Filed Under: Articles, Learn Italian with the Online Italian Club

Comments

  1. John Thomson says

    September 15, 2013 at 4:03 pm

    Another winner Daniel

    How will you cope with Mr.Egg becoming a whole bunch of Mrs. Eggs ?

    You say your study is in the garage, when we downsized e traslociamo in una villetta ad un piano, my study is what used to be the ‘wash house’

    Your clever little nuggets of information will probably put the forums out of business but members will find it easier to know where to post their comments and queries.

    As far as suggestions;-
    1 The glue that makes Italian conversation so Italian the altretantoS, quindiS, alloraS, sfortunatamenteS purtroppoS etc. etc. I know many are synonymous but who uses what when ?
    2 Sentence construction, word order, I know it does not matter but there must be some sort of rule
    3 How do we categorise prepositions, conjunctions, connectors and the like ?
    4 Aids to improving comprehension of conversational Italian, I know you are not in favour of transcripts and the use of “slow speech”

    These are my starters for 10

    Complimenti di nuovo

    John

    • Daniel says

      September 15, 2013 at 4:28 pm

      O mio dio!
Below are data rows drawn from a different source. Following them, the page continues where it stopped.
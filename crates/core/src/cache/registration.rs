//! The worker registration record.
//!
//! Tracks whether some worker has already been activated against this database,
//! which is what distinguishes an upgrade from a fresh install.

use chrono::Utc;
use tokio_rusqlite::params;
use tokio_rusqlite::rusqlite;

use super::connection::CacheDb;
use super::entries::timestamp;
use crate::Error;

/// The currently active worker.
#[derive(Debug, Clone, PartialEq, Eq)]
pub struct ActiveWorker {
    pub architecture: String,
    pub activated_at: String,
}

impl CacheDb {
    /// The active worker, if any has ever been activated.
    pub async fn active_worker(&self) -> Result<Option<ActiveWorker>, Error> {
        self.conn
            .call(|conn| -> Result<Option<ActiveWorker>, Error> {
                let result = conn.query_row(
                    "SELECT architecture, activated_at FROM registration WHERE id = 1",
                    [],
                    |row| Ok(ActiveWorker { architecture: row.get(0)?, activated_at: row.get(1)? }),
                );

                match result {
                    Ok(worker) => Ok(Some(worker)),
                    Err(rusqlite::Error::QueryReturnedNoRows) => Ok(None),
                    Err(e) => Err(e.into()),
                }
            })
            .await
            .map_err(Error::from)
    }

    /// Record the worker running `architecture` as the active one.
    pub async fn set_active_worker(&self, architecture: &str) -> Result<(), Error> {
        let architecture = architecture.to_string();
        let activated_at = timestamp(Utc::now());
        self.conn
            .call(move |conn| -> Result<(), Error> {
                conn.execute(
                    "INSERT INTO registration (id, architecture, activated_at) VALUES (1, ?1, ?2)
                    ON CONFLICT(id) DO UPDATE SET
                        architecture = excluded.architecture,
                        activated_at = excluded.activated_at",
                    params![architecture, activated_at],
                )?;
                Ok(())
            })
            .await
            .map_err(Error::from)
    }
}

#[cfg(test)]
mod tests {
    use super::*;

    #[tokio::test]
    async fn test_no_active_worker_initially() {
        let db = CacheDb::open_in_memory().await.unwrap();
        assert!(db.active_worker().await.unwrap().is_none());
    }

    #[tokio::test]
    async fn test_set_active_worker_replaces() {
        let db = CacheDb::open_in_memory().await.unwrap();
        db.set_active_worker("1").await.unwrap();
        db.set_active_worker("2").await.unwrap();

        let worker = db.active_worker().await.unwrap().unwrap();
        assert_eq!(worker.architecture, "2");
        assert!(!worker.activated_at.is_empty());
    }
}
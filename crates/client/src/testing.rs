//! Scripted `Network` for tests.

use std::collections::HashMap;
use std::sync::Mutex;
use std::sync::atomic::{AtomicBool, Ordering};

use async_trait::async_trait;
use reqwest::StatusCode;
use tether_core::Error;

use crate::fetch::{FetchResponse, Network, Request, ResponseSource};

#[derive(Debug, Clone)]
enum Reply {
    Respond { status: u16, content_type: String, body: String },
    Fail,
}

/// A network answering from a fixed table of URLs.
///
/// Unknown URLs answer `404`. While offline, every request fails.
#[derive(Debug, Default)]
pub struct StubNetwork {
    replies: Mutex<HashMap<String, Reply>>,
    calls: Mutex<Vec<String>>,
    offline: AtomicBool,
}

impl StubNetwork {
    pub fn new() -> Self {
        Self::default()
    }

    /// Answer `url` with the given status and body.
    pub fn respond(&self, url: &str, status: u16, content_type: &str, body: impl Into<String>) {
        let reply = Reply::Respond { status, content_type: content_type.into(), body: body.into() };
        self.lock_replies().insert(url.to_string(), reply);
    }

    /// Answer `url` with `200` and a JSON body.
    pub fn json(&self, url: &str, body: &serde_json::Value) {
        self.respond(url, 200, "application/json", body.to_string());
    }

    /// Fail requests for `url` with a network error.
    pub fn fail(&self, url: &str) {
        self.lock_replies().insert(url.to_string(), Reply::Fail);
    }

    pub fn set_offline(&self, offline: bool) {
        self.offline.store(offline, Ordering::SeqCst);
    }

    /// Every URL requested so far, in order.
    pub fn calls(&self) -> Vec<String> {
        self.calls.lock().map(|calls| calls.clone()).unwrap_or_default()
    }

    pub fn call_count(&self, url: &str) -> usize {
        self.calls().iter().filter(|called| called.as_str() == url).count()
    }

    fn lock_replies(&self) -> std::sync::MutexGuard<'_, HashMap<String, Reply>> {
        self.replies.lock().unwrap_or_else(|poisoned| poisoned.into_inner())
    }
}

#[async_trait]
impl Network for StubNetwork {
    async fn fetch(&self, request: &Request) -> Result<FetchResponse, Error> {
        let url = request.url.as_str().to_string();
        if let Ok(mut calls) = self.calls.lock() {
            calls.push(url.clone());
        }

        if self.offline.load(Ordering::SeqCst) {
            return Err(Error::Network(format!("{url}: offline")));
        }

        let reply = self.lock_replies().get(&url).cloned();
        let (status, content_type, body) = match reply {
            Some(Reply::Respond { status, content_type, body }) => (status, content_type, body),
            Some(Reply::Fail) => return Err(Error::Network(format!("{url}: connection reset"))),
            None => (404, "text/plain".to_string(), "not found".to_string()),
        };

        let status = StatusCode::from_u16(status).map_err(|e| Error::InvalidInput(e.to_string()))?;
        let mut response = FetchResponse::synthesized(request.url.clone(), status, &content_type, body);
        response.source = ResponseSource::Network;
        Ok(response)
    }
}
//! Registration record backed by the cache database.

use async_trait::async_trait;
use tether_core::{CacheDb, Error};

use super::Registration;

/// There is only ever one worker per process, so nothing waits on a skip; only
/// the active record is persisted.
pub struct PersistedRegistration {
    db: CacheDb,
}

impl PersistedRegistration {
    pub fn new(db: CacheDb) -> Self {
        Self { db }
    }
}

#[async_trait]
impl Registration for PersistedRegistration {
    async fn has_active_worker(&self) -> Result<bool, Error> {
        Ok(self.db.active_worker().await?.is_some())
    }

    async fn skip_waiting(&self) {
        tracing::debug!("worker will activate without waiting for clients");
    }

    async fn mark_active(&self, architecture: &str) -> Result<(), Error> {
        self.db.set_active_worker(architecture).await?;
        tracing::info!(architecture, "worker active");
        Ok(())
    }
}
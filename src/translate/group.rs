//! Term grouping
//!
//! Folds a flat term sequence into an ephemeral [`TermGroup`] tree before
//! rendering. OR binds looser than AND: `A AND B OR C` groups as
//! `(A AND B) OR C`, never `A AND (B OR C)`. The tree is built per query
//! by pure recursive descent and discarded after translation.

use super::term::{Connective, Term};

/// Ephemeral grouping of terms sharing a boolean connective
#[derive(Debug, Clone, PartialEq)]
pub struct TermGroup {
    /// Connective joining the group's direct members
    pub connective: Connective,
    /// Same-level leaf terms
    pub terms: Vec<Term>,
    /// Nested sub-groups
    pub groups: Vec<TermGroup>,
}

impl TermGroup {
    /// Create an empty group
    pub fn new(connective: Connective) -> Self {
        Self {
            connective,
            terms: Vec::new(),
            groups: Vec::new(),
        }
    }

    /// Add a leaf term
    pub fn add_term(&mut self, term: Term) {
        self.terms.push(term);
    }

    /// Attach a child group, merging where the boolean shape allows.
    ///
    /// A child with the same connective is flattened: its leaf terms and
    /// sub-groups splice directly into this group. A child holding exactly
    /// one leaf and no sub-groups contributes that single leaf regardless
    /// of connective. Anything else is retained as a nested clause.
    pub fn add_group(&mut self, group: TermGroup) {
        if group.connective == self.connective {
            for term in group.terms {
                self.add_term(term);
            }
            self.groups.extend(group.groups);
        } else if group.terms.len() == 1 && group.groups.is_empty() {
            self.terms.extend(group.terms);
        } else {
            self.groups.push(group);
        }
    }

    /// Whether the group constrains anything
    pub fn is_empty(&self) -> bool {
        self.terms.is_empty() && self.groups.is_empty()
    }
}

/// Fold a term sequence into a group tree.
///
/// The first term seeds an AND group. Each later term extends the current
/// group while its connective is AND; an OR connective triggers a regroup:
/// a fresh OR group adopts everything accumulated so far plus the
/// recursively grouped remainder. A term carrying child terms contributes
/// their recursively built sub-group; a term without a value contributes
/// no leaf of its own.
pub fn group_terms(terms: &[Term]) -> TermGroup {
    match terms.split_first() {
        None => TermGroup::new(Connective::And),
        Some((first, others)) => group_rest(first, others, TermGroup::new(Connective::And)),
    }
}

fn group_rest(first: &Term, others: &[Term], mut current: TermGroup) -> TermGroup {
    if first.value.is_some() {
        current.add_term(first.clone());
    }
    if !first.terms.is_empty() {
        current.add_group(group_terms(&first.terms));
    }

    let Some((next, rest)) = others.split_first() else {
        return current;
    };

    if next.connective == Connective::Or {
        let mut regrouped = TermGroup::new(Connective::Or);
        regrouped.add_group(current);
        regrouped.add_group(group_terms(others));
        regrouped
    } else {
        group_rest(next, rest, current)
    }
}

#[cfg(test)]
mod tests {
    use super::*;
    use serde_json::json;

    fn leaf(name: &str) -> Term {
        Term::eq(name, json!(1))
    }

    #[test]
    fn test_all_and_stays_flat() {
        let group = group_terms(&[leaf("a"), leaf("b"), leaf("c")]);
        assert_eq!(group.connective, Connective::And);
        assert_eq!(group.terms.len(), 3);
        assert!(group.groups.is_empty());
    }

    #[test]
    fn test_or_binds_looser_than_and() {
        // A AND B OR C => (A AND B) OR C
        let group = group_terms(&[leaf("a"), leaf("b"), leaf("c").or()]);
        assert_eq!(group.connective, Connective::Or);
        // C is a single-leaf child, spliced directly into the OR group
        assert_eq!(group.terms.len(), 1);
        assert_eq!(group.terms[0].column, "c");
        assert_eq!(group.groups.len(), 1);
        let and = &group.groups[0];
        assert_eq!(and.connective, Connective::And);
        assert_eq!(and.terms.len(), 2);
    }

    #[test]
    fn test_or_then_and_groups_tail() {
        // A OR B AND C => A OR (B AND C)
        let group = group_terms(&[leaf("a"), leaf("b").or(), leaf("c")]);
        assert_eq!(group.connective, Connective::Or);
        assert_eq!(group.terms.len(), 1);
        assert_eq!(group.terms[0].column, "a");
        assert_eq!(group.groups.len(), 1);
        assert_eq!(group.groups[0].terms.len(), 2);
    }

    #[test]
    fn test_same_connective_child_flattens() {
        let mut parent = TermGroup::new(Connective::And);
        parent.add_term(leaf("a"));
        let mut child = TermGroup::new(Connective::And);
        child.add_term(leaf("b"));
        child.add_term(leaf("c"));
        parent.add_group(child);
        assert_eq!(parent.terms.len(), 3);
        assert!(parent.groups.is_empty());
    }

    #[test]
    fn test_single_leaf_child_splices_across_connectives() {
        let mut parent = TermGroup::new(Connective::And);
        let mut child = TermGroup::new(Connective::Or);
        child.add_term(leaf("a"));
        parent.add_group(child);
        assert_eq!(parent.terms.len(), 1);
        assert!(parent.groups.is_empty());
    }

    #[test]
    fn test_multi_leaf_child_kept_nested() {
        let mut parent = TermGroup::new(Connective::And);
        let mut child = TermGroup::new(Connective::Or);
        child.add_term(leaf("a"));
        child.add_term(leaf("b"));
        parent.add_group(child);
        assert!(parent.terms.is_empty());
        assert_eq!(parent.groups.len(), 1);
    }

    #[test]
    fn test_child_terms_become_sub_group() {
        let nested = leaf("outer").with_terms(vec![leaf("x"), leaf("y").or()]);
        let group = group_terms(&[nested]);
        assert_eq!(group.terms.len(), 1);
        assert_eq!(group.groups.len(), 1);
        assert_eq!(group.groups[0].connective, Connective::Or);
    }

    #[test]
    fn test_valueless_term_contributes_no_leaf() {
        let mut bare = leaf("a");
        bare.value = None;
        let group = group_terms(&[bare, leaf("b")]);
        assert_eq!(group.terms.len(), 1);
        assert_eq!(group.terms[0].column, "b");
    }

    #[test]
    fn test_empty_sequence_yields_empty_group() {
        let group = group_terms(&[]);
        assert!(group.is_empty());
    }
}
Mr Egg and Mrs Eggs!
      There’s obviously more to this than I thought!!!

  2. John Thomson says

    September 15, 2013 at 4:19 pm

    Beh ! scusami, ho dimenticato un’ altra – l’espressioni communi come

    “ci vuole due ore”
    “non vale la pena”
    “vedo l’ora”
    and of course “non me ne frega”
    etc.

    Grazie

    John

  3. Daniel says

    September 15, 2013 at 9:05 pm

    Received via e-mail:

    Dear Daniel,

    Yes I received your email of earlier on Italian genders. I would find it a big issue – as you say because our language does not have that feature, but having studied French, German, Latin and Ancient Greek at school, I was somewhat fine by this, save that that Dept of Confusion, being Rome went and made matters more complicated by making certain nouns masculine in singular and suddenly and become singular famine nouns in the plural. In my opinion such annoying features make Italian illogical!

    Regards
    Arit

  4. Jo says

    September 17, 2013 at 11:09 pm

    Thanks Daniel
    You had me in stitches with this article … and your ‘stralian accent is spot-on!
    And John, I love the Mr Egg and Mrs Eggs; I agree, it is tricky working out which joining-up word to use where.
    Jo : )

    • Daniel says

      September 21, 2013 at 10:08 pm

      Nice to hear from you, Jo. I’ve an Australian colleague who insists on teaching our pre-school Bolognese children (learning English) about Kangaroos, Australia Day, and so on. I try to learn what I can.

  5. Kelli Courtney says

    September 21, 2013 at 1:11 am

    Hi Daniel,
    The only newsletter I am now receiving is the one powered by
    Wordpress and not any with your website’s traditional banner/logo on top
    of the newsletter.
    Is WordPress THE official one?
    The WordPress version started to arrive
    when I started to comment…and requested follow-up e-mail
    and or ‘notify me of a new posts by email’ here in the comments area.
    I do not prefer it to the other.
    When I followed instructions to resubscribe on your website subscribe
    to newsletter form, the form says
    I’m already sibscribed; YET, I have not received any of the
    ‘Think Like an Italian’ newsletters except for the WordPress version.

    Kelli

    • Kelli Courtney says

      September 21, 2013 at 1:24 am

      Hi Daniel,
      I’m very sorry. It is alright; I am getting the newsleter after all.
      The yahoo search mail bar did not list them.
      When I did a search with the ‘exact’ e-mail
      newsletter address:
      OnlineItalianClub.com
      There they all were!!
      Thank you,
      Kelli

      • Daniel says

        September 21, 2013 at 10:04 pm

        Oh, that’s great, Kelli. Sorry it took so long to get back to you. Crisis at work today. Do let me know if there’s anything else you need.